Kann man das Sitzohr 2cm abschneiden? 

Ich nehm an da war ein Riserbar verbaut - oder? Sprich mit Flatbar sollte es schon gehen vom Stack her. Zur Not - der Syntace Dropper Vorbau ist eine optische Vergewaltigung - aber es gibt ja OnOff Peak 29er (schon länger als den Syntace BTW), den könnte man dann noch verwenden.
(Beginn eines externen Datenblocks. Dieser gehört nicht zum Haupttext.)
// Session gates. `require_user` and `require_admin_user` are also exposed as
// extractors so each route declares its own gate in its signature.

use axum::{
    async_trait,
    extract::FromRequestParts,
    http::{request::Parts, HeaderMap},
};
use tracing::warn;

use crate::database::models::User;
use crate::error::ApiError;
use crate::middleware::auth::{authenticate, AuthUser};
use crate::state::AppState;

/// Load the session user; a valid token for a deleted user is still a 401
pub async fn require_user(state: &AppState, headers: &HeaderMap) -> Result<User, ApiError> {
    let auth_user = authenticate(state, headers)?;
    load_session_user(state, &auth_user).await
}

/// Like `require_user`, but only the configured admin passes
pub async fn require_admin_user(state: &AppState, headers: &HeaderMap) -> Result<User, ApiError> {
    let user = require_user(state, headers).await?;
    ensure_admin(state, user)
}

/// Never fails; any token problem reads as "not signed in"
pub async fn optional_user(state: &AppState, headers: &HeaderMap) -> Option<User> {
    let auth_user = authenticate(state, headers).ok()?;
    load_session_user(state, &auth_user).await.ok()
}

pub async fn optional_admin_user(state: &AppState, headers: &HeaderMap) -> Option<User> {
    optional_user(state, headers)
        .await
        .filter(|user| state.is_admin(user))
}

async fn load_session_user(state: &AppState, auth_user: &AuthUser) -> Result<User, ApiError> {
    state
        .users()
        .get_user_by_id(&auth_user.user_id)
        .await?
        .ok_or_else(|| ApiError::unauthorized("Session user no longer exists"))
}

fn ensure_admin(state: &AppState, user: User) -> Result<User, ApiError> {
    if state.is_admin(&user) {
        Ok(user)
    } else {
        warn!("Rejected non-admin user {} on an admin route", user.email);
        Err(ApiError::forbidden("Admin access required"))
    }
}

/// Reuses the `AuthUser` left by `jwt_auth_middleware` when present
async fn session_user(parts: &Parts, state: &AppState) -> Result<User, ApiError> {
    match parts.extensions.get::<AuthUser>().cloned() {
        Some(auth_user) => load_session_user(state, &auth_user).await,
        None => require_user(state, &parts.headers).await,
    }
}

/// Signed-in user (401 otherwise)
pub struct CurrentUser(pub User);

/// Signed-in admin (401 without a session, 403 for other users)
pub struct AdminUser(pub User);

/// Signed-in user if any
pub struct MaybeUser(pub Option<User>);

#[async_trait]
impl FromRequestParts<AppState> for CurrentUser {
    type Rejection = ApiError;

    async fn from_request_parts(parts: &mut Parts, state: &AppState) -> Result<Self, Self::Rejection> {
        session_user(parts, state).await.map(CurrentUser)
    }
}

#[async_trait]
impl FromRequestParts<AppState> for AdminUser {
    type Rejection = ApiError;

    async fn from_request_parts(parts: &mut Parts, state: &AppState) -> Result<Self, Self::Rejection> {
        let user = session_user(parts, state).await?;
        ensure_admin(state, user).map(AdminUser)
    }
}

#[async_trait]
impl FromRequestParts<AppState> for MaybeUser {
    type Rejection = ApiError;

    async fn from_request_parts(parts: &mut Parts, state: &AppState) -> Result<Self, Self::Rejection> {
        Ok(MaybeUser(optional_user(state, &parts.headers).await))
    }
}

#[cfg(test)]
mod tests {
    use super::*;
    use crate::auth::{generate_jwt, Claims};
    use crate::testing::test_state;
    use axum::http::{HeaderValue, StatusCode};

    fn bearer(state: &AppState, user: &User) -> HeaderMap {
        let claims = Claims::new(&user.id, &user.email, 1).unwrap();
        let token = generate_jwt(&claims, &state.config.security.session_secret).unwrap();
        let mut headers = HeaderMap::new();
        headers.insert(
            "authorization",
            HeaderValue::from_str(&format!("Bearer {}", token)).unwrap(),
        );
        headers
    }

    #[tokio::test]
    async fn admin_gate_checks_the_configured_email() {
        let state = test_state();
        let admin = state.users().create_user("admin@quill.test", "adminpass1").await.unwrap();
        let reader = state.users().create_user("reader@quill.test", "readerpass1").await.unwrap();

        let user = require_admin_user(&state, &bearer(&state, &admin)).await.unwrap();
        assert_eq!(user.id, admin.id);

        let err = require_admin_user(&state, &bearer(&state, &reader)).await.unwrap_err();
        assert_eq!(err.status_code(), StatusCode::FORBIDDEN);

        let err = require_admin_user(&state, &HeaderMap::new()).await.unwrap_err();
        assert_eq!(err.status_code(), StatusCode::UNAUTHORIZED);
    }

    #[tokio::test]
    async fn deleted_users_lose_their_session() {
        let state = test_state();
        let user = state.users().create_user("gone@quill.test", "password1").await.unwrap();
        let headers = bearer(&state, &user);
        state.users().delete_user_by_email("gone@quill.test").await.unwrap();

        let err = require_user(&state, &headers).await.unwrap_err();
        assert_eq!(err.status_code(), StatusCode::UNAUTHORIZED);
        assert!(optional_user(&state, &headers).await.is_none());
    }

    #[tokio::test]
    async fn optional_admin_is_none_for_readers() {
        let state = test_state();
        let reader = state.users().create_user("reader@quill.test", "readerpass1").await.unwrap();
        assert!(optional_admin_user(&state, &bearer(&state, &reader)).await.is_none());
        assert!(optional_admin_user(&state, &HeaderMap::new()).await.is_none());
    }
}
Und ich bin sicher der Minion 2.5 der da montiert war - war der Exo... Gibt ja noch ein DH Variante in MaxxGrip - die ist nochmal etwas potenter.... (wobei dann hinten auch was potenteres reinmuss - ich empfinden den DHR 2.3 als Flummi, hoffe mal der 2.4er ist etwas robuster und bald wirklich auch kaufbar). Für mich ist B+ mit den derzeitigen Reifen auch einfach nichts - kann ja sein dass sich da noch was tut in 1-3 Jahren - aber derzeit gibts da einfach nix. 
Mal schauen ob bei der EWS jemand mit B+ ein Top10 Ergebnis schafft - IMHO so schnell nicht. Und vor allem nicht in Whistler oder anderen anspruchsvollen Wochenenden.


----------



## KaskiaRacing (4. November 2015)

LB Jörg schrieb:


> Bin recht schnell beim Knard auf 1,1 Bar gekommen. Drunter wirds dann schwammig, so mein Gefühl bei meiner Fahrweise. Etwa so wie bei 1,7 Bar bei 2,5er Reifen.
> Aber wie gesagt Procore ist Pflicht und ein wirklich passender Reifendruckprüfer sollte auch im Besitz sein.
> 
> Aber wer Plus fährt hat ja eh zwei Laufradsätze für verschiedene Bedingungen und Touren. Bei Reifen gibts noch weniger die eierlegende Wollmilchsau wie bei Gesamträdern. Aber mit zwei Laufradsätzen kommt man da schon sehr nah dran.
> ...


Danke dir für die Antwort!



radjey schrieb:


> Wirklich nicht so toll fand ich die Eigendämpfung bzw. Eigenfrequenz bei schnellen Sektionen. Mein Fazit war da nur "Das Ding fährt sich wie ein Basketball"!
> Das war auch dann für mich der Punkt definitiv für 29", denn B+ hat für mich



Gut getroffen! So in der Art deckt sich das auch mit meinem Empfinden. Ich bin im direkten Vergleich die 27,5+ mit 29er Räder gefahren und finde, die 27.5+ Räder nicht so präzise. Zumindest für meine Art zu fahren, scheint das nicht das richtige zu sein. Aber ist ja auch wursct, der Rahmen hat die Option und vielleicht tausche ich irgendwann mal.
Ich war vor nicht allzulanger Zeit in Nelson, Squamish und Co und da fuhren auch schon recht viele Plus Räder durch die Gegend und alle, mit denen ich gesprochen haben sagten, es ist stark gewöhnungssache aber dann machts irgendwie Bock. Alle wollten aber ihre konventionellen Räder nicht missen


----------



## radjey (4. November 2015)

felixh. schrieb:


> @radjey
> Da du ja auch das Sitzrohr vom M am L Rahmen willst - hast du doch sicher gleich geschaut was da kürzbar ist - oder???
> Kann man das Sitzohr 2cm abschneiden?


Gute Frage... der Serienrahmen in L kommt ohne die Sitzrohrverstrebung. Eine genaue Auskunft kann da nur Jochen @JF-LAST geben. 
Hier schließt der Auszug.